Alors que la question de fixer ou non un terme aux achats d'actifs a divisé le conseil des gouverneurs, ce dernier a décidé de ne pas donner de date butoir, et maintenu que la taille et/ou la durée du programme - déjà lourd de plus de 2000 milliards d'actifs ramassés sur le marché - pouvaient à nouveau être augmentées si les conditions se détérioraient.

De même, il a été répété que les taux directeurs, actuellement au plus bas, allaient le rester bien après la fin des interventions sur le marché.

Inflation faible

Une posture justifiée en octobre par Mario Draghi du fait que l'inflation «n'est pas encore au niveau» souhaité, empêchant ainsi la BCE de relâcher de trop le pied de la pédale d'accélérateur.

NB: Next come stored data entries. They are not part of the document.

mod test_utils;

use anyhow::Result;
use chrono::{Duration, Utc};
use orchestrator::dependency::{BlockingReason, DependencyResolver};
use orchestrator::error::ExecutionError;
use orchestrator::lifecycle::{DispatchOutcome, SubmitJob};
use orchestrator::models::JobStatus;
use orchestrator::repositories::JobStore;
use serde_json::json;
use test_utils::Harness;

#[tokio::test]
async fn dependent_waits_for_prerequisite() -> Result<()> {
    let h = Harness::new().await?;
    let parent = h.submit_scrape(1).await?;
    let child = h
        .manager
        .submit(SubmitJob::new("backfill", json!({"account_id": 1, "days": 7})).depends_on(parent))
        .await?;

    let outcome = h.manager.dispatch(child.id).await?;
    let DispatchOutcome::Blocked { reasons } = outcome else {
        panic!("expected blocked, got {:?}", outcome);
    };
    assert_eq!(
        reasons,
        vec![BlockingReason::Unfinished {
            prerequisite: parent,
            status: JobStatus::Pending,
        }]
    );
    assert_eq!(h.status(child.id).await?, JobStatus::Pending);
    assert!(h.broker.submissions_for(child.id).is_empty());
    Ok(())
}

#[tokio::test]
async fn completing_prerequisite_releases_dependent() -> Result<()> {
    let h = Harness::new().await?;
    let parent = h.submit_scrape(1).await?;
    let child = h
        .manager
        .submit(SubmitJob::new("scrape_one", json!({"account_id": 2})).depends_on(parent))
        .await?;

    h.manager.dispatch(parent).await?;
    assert!(h.broker.submissions_for(child.id).is_empty());

    h.manager.complete(parent, json!({"posts": 3})).await?;
    assert_eq!(h.status(child.id).await?, JobStatus::Running);
    assert_eq!(h.broker.submissions_for(child.id).len(), 1);

    // A duplicate completion must not dispatch the dependent twice.
    h.manager.complete(parent, json!({"posts": 3})).await?;
    let summary = h.manager.release_dependents(parent).await?;
    assert_eq!(summary.dispatched, 0);
    assert_eq!(h.broker.submissions_for(child.id).len(), 1);
    Ok(())
}

#[tokio::test]
async fn chain_runs_in_order() -> Result<()> {
    let h = Harness::new().await?;
    let a = h.submit_scrape(1).await?;
    let b = h
        .manager
        .submit(SubmitJob::new("scrape_one", json!({"account_id": 2})).depends_on(a))
        .await?
        .id;
    let c = h
        .manager
        .submit(SubmitJob::new("scrape_one", json!({"account_id": 3})).depends_on(b))
        .await?
        .id;

    let summary = h.manager.dispatch_ready(10).await?;
    assert_eq!(summary.dispatched, 1);
    assert_eq!(h.status(a).await?, JobStatus::Running);
    assert_eq!(h.status(b).await?, JobStatus::Pending);
    assert_eq!(h.status(c).await?, JobStatus::Pending);

    h.manager.complete(a, json!({})).await?;
    assert_eq!(h.status(b).await?, JobStatus::Running);
    assert_eq!(h.status(c).await?, JobStatus::Pending);

    h.manager.complete(b, json!({})).await?;
    assert_eq!(h.status(c).await?, JobStatus::Running);

    let order: Vec<_> = h
        .broker
        .submissions()
        .iter()
        .filter_map(|submission| submission.job_id())
        .collect();
    assert_eq!(order, vec![a, b, c]);
    Ok(())
}

#[tokio::test]
async fn failed_prerequisite_blocks_permanently_without_failing_dependent() -> Result<()> {
    let h = Harness::new().await?;
    let parent = h.submit_scrape(1).await?;
    let child = h
        .manager
        .submit(SubmitJob::new("scrape_one", json!({"account_id": 2})).depends_on(parent))
        .await?;

    h.manager.dispatch(parent).await?;
    h.manager
        .fail(parent, ExecutionError::permanent("account suspended"))
        .await?;

    let resolver = DependencyResolver::new(h.jobs.clone());
    let child_model = h.jobs.find(child.id).await?.unwrap();
    let check = resolver.is_satisfied(&child_model).await?;
    assert!(!check.satisfied);
    assert!(check.is_permanently_blocked());
    assert!(check.describe().contains("will never complete"));

    // The resolver reports; the dependent's fate is left to the caller.
    assert_eq!(h.status(child.id).await?, JobStatus::Pending);
    Ok(())
}

#[tokio::test]
async fn release_scan_recovers_missed_callbacks() -> Result<()> {
    let h = Harness::new().await?;
    let parent = h.submit_scrape(1).await?;
    let child = h
        .manager
        .submit(SubmitJob::new("scrape_one", json!({"account_id": 2})).depends_on(parent))
        .await?;
    h.manager.dispatch(parent).await?;

    // Complete the prerequisite behind the manager's back so no release runs.
    let changes = orchestrator::models::job::ActiveModel {
        status: sea_orm::Set(JobStatus::Completed),
        ..Default::default()
    };
    h.jobs
        .transition(
            parent,
            &orchestrator::repositories::TransitionGuard::status_in(&[JobStatus::Running]),
            changes,
        )
        .await?;
    assert_eq!(h.status(child.id).await?, JobStatus::Pending);

    let summary = h.manager.release_blocked().await?;
    assert_eq!(summary.examined, 1);
    assert_eq!(summary.dispatched, 1);
    assert_eq!(h.status(child.id).await?, JobStatus::Running);

    let again = h.manager.release_blocked().await?;
    assert_eq!(again.examined, 0);
    Ok(())
}

#[tokio::test]
async fn blocked_scheduled_jobs_do_not_starve_the_batch() -> Result<()> {
    let h = Harness::new().await?;
    let parent = h.submit_scrape(1).await?;
    h.manager.dispatch(parent).await?;
    h.manager
        .fail(parent, ExecutionError::permanent("account suspended"))
        .await?;

    let later = Utc::now() + Duration::hours(1);
    let blocked = h
        .manager
        .submit(
            SubmitJob::new("scrape_one", json!({"account_id": 2}))
                .depends_on(parent)
                .run_at(later),
        )
        .await?
        .id;
    h.make_due(blocked).await?;
    let free = h
        .manager
        .submit(SubmitJob::new("scrape_all", json!({})).run_at(later))
        .await?
        .id;
    h.make_due(free).await?;

    let summary = h.manager.dispatch_ready(1).await?;
    assert_eq!(summary.dispatched, 1);
    assert_eq!(h.status(free).await?, JobStatus::Running);
    assert_eq!(h.status(blocked).await?, JobStatus::Scheduled);
    Ok(())
}

#[tokio::test]
async fn release_scan_skips_permanently_blocked_dependents() -> Result<()> {
    let h = Harness::new().await?;
    let failed_parent = h.submit_scrape(1).await?;
    h.manager.dispatch(failed_parent).await?;
    h.manager
        .fail(failed_parent, ExecutionError::permanent("account suspended"))
        .await?;
    let stuck = h
        .manager
        .submit(SubmitJob::new("scrape_one", json!({"account_id": 2})).depends_on(failed_parent))
        .await?
        .id;

    let parent = h.submit_scrape(3).await?;
    let child = h
        .manager
        .submit(SubmitJob::new("scrape_one", json!({"account_id": 4})).depends_on(parent))
        .await?
        .id;
    h.manager.dispatch(parent).await?;

    // Complete the prerequisite without the manager so only the scan can release.
    let changes = orchestrator::models::job::ActiveModel {
        status: sea_orm::Set(JobStatus::Completed),
        ..Default::default()
    };
    h.jobs
        .transition(
            parent,
            &orchestrator::repositories::TransitionGuard::status_in(&[JobStatus::Running]),
            changes,
        )
        .await?;

    let resolver = DependencyResolver::new(h.jobs.clone()).with_scan_limit(1);
    let summary = resolver.release_blocked(&h.manager).await?;
    assert_eq!(summary.examined, 1);
    assert_eq!(summary.dispatched, 1);
    assert_eq!(h.status(child).await?, JobStatus::Running);
    assert_eq!(h.status(stuck).await?, JobStatus::Pending);
    Ok(())
}
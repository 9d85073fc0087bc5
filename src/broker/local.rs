//! In-process broker backed by tokio tasks.
//!
//! Named workers share a semaphore sized `workers * concurrency`. Each
//! submission spawns the registered [`TaskHandler`] for its task name and
//! reports a [`TaskOutcome`] on the outcome channel when it finishes.
//! Revoked tasks are aborted and report nothing.

use std::collections::{BTreeMap, HashMap};
use std::sync::Arc;
use std::sync::atomic::{AtomicBool, AtomicUsize, Ordering};

use async_trait::async_trait;
use chrono::{DateTime, Utc};
use serde_json::Value as JsonValue;
use tokio::sync::{Mutex, RwLock, Semaphore, mpsc};
use tokio::task::AbortHandle;
use tracing::{debug, info, warn};
use uuid::Uuid;

use super::{ActiveTask, Broker, BrokerError, TaskOutcome, WorkerInfo};
use crate::config::BrokerConfig;
use crate::error::ExecutionError;
use crate::telemetry::{ExecutionContext, with_execution_context};

/// Executes the work behind one task name.
#[async_trait]
pub trait TaskHandler: Send + Sync {
    async fn run(&self, args: JsonValue) -> Result<JsonValue, ExecutionError>;
}

struct TrackedTask {
    task_name: String,
    queue: String,
    worker: String,
    started_at: Option<DateTime<Utc>>,
    abort: AbortHandle,
}

type TaskTable = Arc<Mutex<HashMap<String, TrackedTask>>>;

/// Tokio-based broker for single-process deployments and tests.
pub struct LocalBroker {
    workers: Vec<String>,
    queues: Vec<String>,
    concurrency: u32,
    next_worker: AtomicUsize,
    semaphore: Arc<Semaphore>,
    handlers: RwLock<HashMap<String, Arc<dyn TaskHandler>>>,
    tasks: TaskTable,
    outcomes: mpsc::UnboundedSender<TaskOutcome>,
    closed: AtomicBool,
}

impl LocalBroker {
    /// Creates a broker serving `queues` and the receiver its outcomes arrive on.
    pub fn new(
        config: &BrokerConfig,
        queues: Vec<String>,
    ) -> (Self, mpsc::UnboundedReceiver<TaskOutcome>) {
        let (tx, rx) = mpsc::unbounded_channel();
        let workers = (1..=config.workers.max(1))
            .map(|n| format!("local-worker-{}", n))
            .collect::<Vec<_>>();
        let permits = workers.len() * config.worker_concurrency.max(1) as usize;

        let broker = Self {
            workers,
            queues,
            concurrency: config.worker_concurrency.max(1),
            next_worker: AtomicUsize::new(0),
            semaphore: Arc::new(Semaphore::new(permits)),
            handlers: RwLock::new(HashMap::new()),
            tasks: Arc::new(Mutex::new(HashMap::new())),
            outcomes: tx,
            closed: AtomicBool::new(false),
        };
        (broker, rx)
    }

    /// Registers the handler executed for `task_name`, replacing any previous one.
    pub async fn register<H>(&self, task_name: &str, handler: H)
    where
        H: TaskHandler + 'static,
    {
        self.handlers
            .write()
            .await
            .insert(task_name.to_string(), Arc::new(handler));
        debug!(task_name, "task handler registered");
    }

    /// Stops accepting work; queued tasks that have not started are failed.
    pub fn close(&self) {
        self.closed.store(true, Ordering::SeqCst);
        self.semaphore.close();
        info!("local broker closed");
    }

    fn assign_worker(&self) -> String {
        let index = self.next_worker.fetch_add(1, Ordering::Relaxed) % self.workers.len();
        self.workers[index].clone()
    }
}

#[async_trait]
impl Broker for LocalBroker {
    async fn submit(
        &self,
        task_name: &str,
        args: JsonValue,
        queue: &str,
    ) -> Result<String, BrokerError> {
        if self.closed.load(Ordering::SeqCst) {
            return Err(BrokerError::Unavailable("local broker is closed".to_string()));
        }
        if !self.queues.iter().any(|q| q == queue) {
            return Err(BrokerError::Rejected {
                task_name: task_name.to_string(),
                reason: format!("queue '{}' is not served", queue),
            });
        }

        let execution_id = Uuid::new_v4().to_string();
        let handler = self.handlers.read().await.get(task_name).cloned();
        let worker = self.assign_worker();
        let job_id = args
            .get("job_id")
            .and_then(JsonValue::as_str)
            .and_then(|raw| Uuid::parse_str(raw).ok());

        // Held across spawn so the task cannot observe the table before its entry exists.
        let mut table = self.tasks.lock().await;

        let run = {
            let semaphore = self.semaphore.clone();
            let tasks = self.tasks.clone();
            let execution_id = execution_id.clone();
            let task_name = task_name.to_string();
            let args = args.clone();
            tokio::spawn(async move {
                let Ok(_permit) = semaphore.acquire_owned().await else {
                    return Err(ExecutionError::transient("broker closed before task started"));
                };
                if let Some(task) = tasks.lock().await.get_mut(&execution_id) {
                    task.started_at = Some(Utc::now());
                }

                let Some(handler) = handler else {
                    return Err(ExecutionError::permanent(format!(
                        "no handler registered for task {}",
                        task_name
                    ))
                    .with_category("unknown_task"));
                };

                match job_id {
                    Some(job_id) => {
                        let context = ExecutionContext {
                            job_id,
                            execution_id: execution_id.clone(),
                        };
                        with_execution_context(context, handler.run(args)).await
                    }
                    None => handler.run(args).await,
                }
            })
        };

        table.insert(
            execution_id.clone(),
            TrackedTask {
                task_name: task_name.to_string(),
                queue: queue.to_string(),
                worker: worker.clone(),
                started_at: None,
                abort: run.abort_handle(),
            },
        );
        drop(table);

        let tasks = self.tasks.clone();
        let outcomes = self.outcomes.clone();
        let outcome_id = execution_id.clone();
        let outcome_task = task_name.to_string();
        tokio::spawn(async move {
            let result = match run.await {
                Ok(result) => Some(result),
                Err(err) if err.is_cancelled() => None,
                Err(err) => Some(Err(ExecutionError::permanent(format!(
                    "task panicked: {}",
                    err
                )))),
            };
            tasks.lock().await.remove(&outcome_id);

            if let Some(result) = result {
                let outcome = TaskOutcome {
                    execution_id: outcome_id,
                    task_name: outcome_task,
                    args,
                    result,
                };
                if outcomes.send(outcome).is_err() {
                    warn!("task outcome dropped; no receiver");
                }
            }
        });

        debug!(
            execution_id = %execution_id,
            task_name,
            queue,
            worker = %worker,
            "task submitted"
        );
        Ok(execution_id)
    }

    async fn revoke(&self, execution_id: &str) -> Result<bool, BrokerError> {
        match self.tasks.lock().await.remove(execution_id) {
            Some(task) => {
                task.abort.abort();
                info!(execution_id, task_name = %task.task_name, "task revoked");
                Ok(true)
            }
            None => Ok(false),
        }
    }

    async fn inspect_active(&self) -> Result<BTreeMap<String, Vec<ActiveTask>>, BrokerError> {
        if self.closed.load(Ordering::SeqCst) {
            return Err(BrokerError::Unavailable("local broker is closed".to_string()));
        }

        let mut active: BTreeMap<String, Vec<ActiveTask>> = BTreeMap::new();
        for (execution_id, task) in self.tasks.lock().await.iter() {
            if let Some(started_at) = task.started_at {
                active.entry(task.worker.clone()).or_default().push(ActiveTask {
                    execution_id: execution_id.clone(),
                    task_name: task.task_name.clone(),
                    queue: task.queue.clone(),
                    started_at,
                });
            }
        }
        Ok(active)
    }

    async fn inspect_registered(&self) -> Result<BTreeMap<String, WorkerInfo>, BrokerError> {
        if self.closed.load(Ordering::SeqCst) {
            return Err(BrokerError::Unavailable("local broker is closed".to_string()));
        }

        let mut registered_tasks: Vec<String> = self.handlers.read().await.keys().cloned().collect();
        registered_tasks.sort();

        Ok(self
            .workers
            .iter()
            .map(|name| {
                (
                    name.clone(),
                    WorkerInfo {
                        queues: self.queues.clone(),
                        concurrency: self.concurrency,
                        registered_tasks: registered_tasks.clone(),
                    },
                )
            })
            .collect())
    }

    async fn queue_length(&self, queue: &str) -> Result<u64, BrokerError> {
        if self.closed.load(Ordering::SeqCst) {
            return Err(BrokerError::Unavailable("local broker is closed".to_string()));
        }

        Ok(self
            .tasks
            .lock()
            .await
            .values()
            .filter(|task| task.queue == queue)
            .count() as u64)
    }
}
//! Checkpoint entry entity model
//!
//! Rows of the durable checkpoint store: one JSON value per key with its own
//! expiry.

use sea_orm::entity::prelude::*;
use sea_orm::prelude::DateTimeWithTimeZone;
use serde::{Deserialize, Serialize};
use serde_json::Value as JsonValue;

#[derive(Clone, Debug, PartialEq, DeriveEntityModel, Serialize, Deserialize)]
#[sea_orm(table_name = "checkpoint_entries")]
pub struct Model {
    /// `checkpoint:{job_id}:{name}`
    #[sea_orm(primary_key, auto_increment = false)]
    pub key: String,

    #[sea_orm(column_type = "JsonBinary")]
    pub value: JsonValue,

    /// Entries at or past this instant are treated as absent
    pub expires_at: DateTimeWithTimeZone,

    pub updated_at: DateTimeWithTimeZone,
}

#[derive(Copy, Clone, Debug, EnumIter, DeriveRelation)]
pub enum Relation {}

impl ActiveModelBehavior for ActiveModel {}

L'inflation en zone doit du reste diminuer les mois à venir en raison d'effet statistique concernant les prix de l'énergie et des denrées alimentaires. En octobre, elle a ralenti à 1,4% et s'est ainsi éloignée du niveau jugé adapté par la BCE pour faire tourner la machine économique.

Plus préoccupantes, «les conditions précédemment énoncées par la BCE d'une hausse auto-suffisante et généralisée des prix sont encore loin d'être remplies», commente Jennifer McKeown, économiste chez Capital Economics.

Surtout, les hausses de salaires demeurent insuffisantes pour alimenter l'inflation, bien que le taux de chômage en zone euro soit redescendu sous les 9% lors de l'automne, ce qui ne s'est plus vu depuis l'année 2009.

Aussi, selon Gilles Moec, tout concourt à ce que la réunion jeudi du conseil des gouverneurs de la BCE aboutisse à «pas grand-chose», car selon lui l'institution «est en général réticente à modifier son discours deux fois en deux réunions.»

Selon les marchés, il devrait se passer encore quelques mois avant que la BCE n'annonce, probablement au début de l'été 2018, la sortie définitive du QE vers le mois de décembre de la même année, avant un premier relèvement des taux «bien après» selon sa formule consacrée, soit dans la seconde partie de 2019.